Abstract

This paper models the economic feasibility of growing the oilseed crop Camelina sativa (“camelina”) in the western United States to produce value-added protein feed supplement and an SVO-based biofuel. Modeled in eastern Colorado, this study demonstrates that camelina can be grown profitably both as a commodity and as an energy biofuel.
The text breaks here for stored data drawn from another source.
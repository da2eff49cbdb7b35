//! Registry of declared struct layouts and instantiation of struct-typed
//! variables.

use indexmap::IndexMap;
use serde::{Deserialize, Serialize};

use crate::{
    ast::{Stmt, StmtLoc, TypeName},
    error::{CodeLoc, Exception, RunResult},
    memory::Memory,
    number::Number,
    value::{StructRecord, Value},
};

/// One field of a struct layout: a scalar of a tracked type, or a reference
/// to another registered layout.
#[derive(Debug, Clone, PartialEq, Eq, Serialize, Deserialize)]
pub(crate) enum FieldKind {
    Scalar(TypeName),
    Struct(String),
}

/// An ordered field list for one struct type.
#[derive(Debug, Clone, Default, PartialEq, Serialize, Deserialize)]
pub(crate) struct StructLayout {
    fields: IndexMap<String, FieldKind>,
}

/// Declared struct layouts by type name.
#[derive(Debug, Clone, Default, Serialize, Deserialize)]
pub struct StructRegistry {
    layouts: IndexMap<String, StructLayout>,
}

impl StructRegistry {
    /// Registers the layout of a `struct T { ... };` declaration. The body
    /// holds the `VarDecl`/`StructDecl` field statements produced by the
    /// parser; nested struct fields refer to already-registered layouts.
    pub(crate) fn create(&mut self, name: &str, body: &[StmtLoc], position: CodeLoc) -> RunResult<()> {
        let mut layout = StructLayout::default();
        for field in body {
            match &field.stmt {
                Stmt::VarDecl { type_name, name: field_name } => {
                    layout.fields.insert(field_name.clone(), FieldKind::Scalar(*type_name));
                }
                Stmt::StructDecl { struct_type, name: field_name } => {
                    if !self.layouts.contains_key(struct_type) {
                        return Err(Exception::runtime(
                            format!("Unknown struct type '{struct_type}'"),
                            field.position,
                        ));
                    }
                    layout.fields.insert(field_name.clone(), FieldKind::Struct(struct_type.clone()));
                }
                _ => {
                    return Err(Exception::runtime(
                        format!("Invalid field declaration in struct '{name}'"),
                        position,
                    ));
                }
            }
        }
        self.layouts.insert(name.to_owned(), layout);
        Ok(())
    }

    /// Builds a zero-initialized field record for the named layout. Nested
    /// struct fields are zero-initialized recursively.
    pub(crate) fn instantiate(&self, type_name: &str, position: CodeLoc) -> RunResult<StructRecord> {
        let layout = self
            .layouts
            .get(type_name)
            .ok_or_else(|| Exception::runtime(format!("Unknown struct type '{type_name}'"), position))?;
        let mut record = StructRecord::default();
        for (field_name, kind) in &layout.fields {
            let value = match kind {
                FieldKind::Scalar(_) => Value::Num(Number::ZERO),
                FieldKind::Struct(inner) => Value::Record(self.instantiate(inner, position)?),
            };
            record.insert(field_name.clone(), value);
        }
        Ok(record)
    }

    /// Looks up the declared type of a `struct T name;` declaration and binds
    /// a zero-initialized record under `name` in the current scope.
    pub(crate) fn declare(
        &self,
        struct_type: &str,
        var_name: &str,
        memory: &mut Memory,
        position: CodeLoc,
    ) -> RunResult<()> {
        let record = self.instantiate(struct_type, position)?;
        memory.declare(var_name, Value::Record(record));
        Ok(())
    }
}

#[cfg(test)]
mod tests {
    use super::*;
    use crate::ast::StmtLoc;

    fn field(name: &str) -> StmtLoc {
        StmtLoc::new(
            CodeLoc::new(1, 1),
            Stmt::VarDecl {
                type_name: TypeName::Int,
                name: name.to_owned(),
            },
        )
    }

    #[test]
    fn instances_are_zero_initialized_in_field_order() {
        let mut registry = StructRegistry::default();
        registry.create("P", &[field("x"), field("y")], CodeLoc::new(1, 1)).unwrap();
        let record = registry.instantiate("P", CodeLoc::new(2, 1)).unwrap();
        let names: Vec<_> = record.fields.keys().cloned().collect();
        assert_eq!(names, vec!["x", "y"]);
        assert_eq!(record.get_path(&["x".to_owned()]), Some(&Value::Num(Number::ZERO)));
    }

    #[test]
    fn nested_layouts_instantiate_recursively() {
        let mut registry = StructRegistry::default();
        registry.create("Inner", &[field("v")], CodeLoc::new(1, 1)).unwrap();
        let nested = StmtLoc::new(
            CodeLoc::new(2, 3),
            Stmt::StructDecl {
                struct_type: "Inner".to_owned(),
                name: "inner".to_owned(),
            },
        );
        registry.create("Outer", &[field("tag"), nested], CodeLoc::new(2, 1)).unwrap();
        let record = registry.instantiate("Outer", CodeLoc::new(3, 1)).unwrap();
        let path = ["inner".to_owned(), "v".to_owned()];
        assert_eq!(record.get_path(&path), Some(&Value::Num(Number::ZERO)));
    }

    #[test]
    fn unknown_nested_type_is_an_error() {
        let mut registry = StructRegistry::default();
        let nested = StmtLoc::new(
            CodeLoc::new(1, 3),
            Stmt::StructDecl {
                struct_type: "Missing".to_owned(),
                name: "field".to_owned(),
            },
        );
        let err = registry.create("Outer", &[nested], CodeLoc::new(1, 1)).unwrap_err();
        assert_eq!(err.kind, crate::error::ErrorKind::RuntimeError);
    }
}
These findings, along with the stochastic crop rotation budget and profitability sensitivity analysis, reflect unique contributions to the literature. The study's stochastic break-even analysis demonstrates a 0.51 probability of growing camelina profitably when diesel prices reach 1.15 $ L−1. Results also show that the sale of camelina meal has the greatest impact on profitability. Yet once the price of diesel fuel exceeds 0.90 $ L−1, the farmer generates more revenue from the ability to offset diesel fuel purchases than the revenues generated from the sale of camelina meal. A risk analysis using second degree stochastic dominance demonstrates that a risk-averse farmer would choose to grow camelina if the price of diesel equals or exceeds 1.31 $ L−1. The article concludes that camelina can offset on-farm diesel use, making it economically feasible for farmers to grow their own fuel. As a result, camelina production may increase farm income, diversify rural economic development, and contribute to the attainment of energy policy goals.